Nakamura T, Kadoya S, Umemori T, Suzuki T, Kwaku R
Department of Neurosurgery, Kanazawa Medical University, Ishikawa, Japan.
No Shinkei Geka. 1988 Apr;16(4):435-9.
A case of multiple spontaneous intracerebral hematomas is presented. A 67-year-old man with 7 years history of hypertension had sudden clumsiness in his right hand and an hour later dysarthria appeared. A CT scan taken 3 hours after the onset revealed two well demarcated high density areas in the left putamen and in the parietal subcortex. A diagnosis of multiple intracerebral hematomas was made. On neurological examination he was midly stuporous (13 points of Glasgow Coma Scale). Dysarthria, right hemiparesis and right extensor plantar response were seen. CT scan of 6 hours later disclosed the same findings as the previous study. He recovered well and neurologically free in a few days. On the following CT scans both hematomas were isodense 2 weeks later, and ring-like enhancement effect was noted. CT scan showed normal appearance 7 weeks later. On MRI using 0.5 T unit t-1 and t-2 weighted spin echo images of these hematomas also showed the similar chronological changes. The history, these CT and MRI studies suggest that two hematomas of this case occurred almost simultaneously in one cerebral hemisphere. No causative factors such as blood dyscrasias, AVM, angioma, septicemia, malignancies or sinus thrombosis was identified. We consider that a hypertensive intracerebral hematoma of the putamen was followed by the parietal intracerebral hematoma within a few hours, although amyloid angiopathy was not completely excluded because no cerebral biopsy of the lesion was performed.
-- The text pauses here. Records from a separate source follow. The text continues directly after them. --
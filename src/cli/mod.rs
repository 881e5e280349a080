use anyhow::Result;
use clap::{Parser, Subcommand};
use std::path::PathBuf;

mod calibrate;
mod config;
mod run;

/// DeMix - split chimeric MS2 spectra by precursor feature
#[derive(Parser)]
#[command(name = "demix")]
#[command(author, version, about, long_about = None)]
pub struct Cli {
    /// Verbosity level (-v for info, -vv for debug)
    #[arg(short, long, action = clap::ArgAction::Count)]
    verbose: u8,

    #[command(subcommand)]
    command: Commands,
}

#[derive(Subcommand)]
enum Commands {
    /// Assign MS2 scans to features and write <SPECTRA>.demix.mgf
    Run {
        /// Feature table (*.features.csv for Dinosaur, anything else for FEATURE rows)
        #[arg(value_name = "FEATURES")]
        features: PathBuf,

        /// mzML spectra file, optionally gzip-compressed
        #[arg(value_name = "SPECTRA")]
        spectra: PathBuf,

        /// mzIdentML file from a first-pass search
        #[arg(value_name = "MZID")]
        mzid: PathBuf,

        /// Full isolation window width in Th (default: 4.0)
        #[arg(short = 'w', long, value_name = "WIDTH")]
        isolation_width: Option<f64>,

        /// q-value ceiling for calibration matches (default: 0.005)
        #[arg(short = 'q', long = "q-value", value_name = "Q")]
        q_value_max: Option<f64>,

        /// Minimum charge kept from Dinosaur feature tables (default: 2)
        #[arg(long, value_name = "Z")]
        min_charge: Option<i32>,

        /// Load settings from a TOML config file
        #[arg(long, value_name = "FILE")]
        config: Option<PathBuf>,

        /// Split scans in parallel (requires the parallel feature)
        #[arg(long, default_value_t = false)]
        parallel: bool,
    },

    /// Estimate the precursor mass calibration from an mzIdentML file
    Calibrate {
        /// mzIdentML file from a first-pass search
        #[arg(value_name = "MZID")]
        mzid: PathBuf,

        /// q-value ceiling for calibration matches (default: 0.005)
        #[arg(short = 'q', long = "q-value", value_name = "Q")]
        q_value_max: Option<f64>,

        /// Load tolerance and q-value settings from a TOML config file
        #[arg(long, value_name = "FILE")]
        config: Option<PathBuf>,

        /// Print the result as JSON
        #[arg(long)]
        json: bool,
    },
}

impl Cli {
    pub fn verbosity(&self) -> u8 {
        self.verbose
    }
}

pub fn init_logging(verbosity: u8) {
    let log_level = match verbosity {
        0 => "warn",
        1 => "info",
        _ => "debug",
    };
    env_logger::Builder::from_env(env_logger::Env::default().default_filter_or(log_level)).init();
}

pub fn dispatch(cli: Cli) -> Result<()> {
    match cli.command {
        Commands::Run {
            features,
            spectra,
            mzid,
            isolation_width,
            q_value_max,
            min_charge,
            config,
            parallel,
        } => run::run(run::RunArgs {
            features,
            spectra,
            mzid,
            isolation_width,
            q_value_max,
            min_charge,
            config,
            parallel,
        }),
        Commands::Calibrate {
            mzid,
            q_value_max,
            config,
            json,
        } => calibrate::run(mzid, q_value_max, config, json),
    }
}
本文报告一例多发性自发性脑内血肿病例。一名67岁男性,有7年高血压病史,右手突然出现笨拙,1小时后出现构音障碍。发病3小时后进行的CT扫描显示左侧壳核和顶叶皮质下有两个边界清晰的高密度区。诊断为多发性脑内血肿。神经系统检查时,他处于轻度昏迷状态(格拉斯哥昏迷量表评分为13分)。可见构音障碍、右侧偏瘫和右侧伸跖反射。6小时后的CT扫描结果与之前的检查相同。他在几天内恢复良好,神经系统症状消失。在接下来的CT扫描中,两周后两个血肿均呈等密度,并可见环状强化效应。7周后CT扫描显示外观正常。使用0.5T设备进行的MRI检查中,这些血肿的t-1和t-2加权自旋回波图像也显示出类似的时间变化。病史、这些CT和MRI研究表明,该病例的两个血肿几乎同时发生在一个脑半球。未发现血液系统疾病、动静脉畸形、血管瘤、败血症、恶性肿瘤或窦血栓形成等致病因素。我们认为,壳核的高血压性脑内血肿在数小时内继发顶叶脑内血肿,尽管由于未进行病变的脑活检,淀粉样血管病不能完全排除。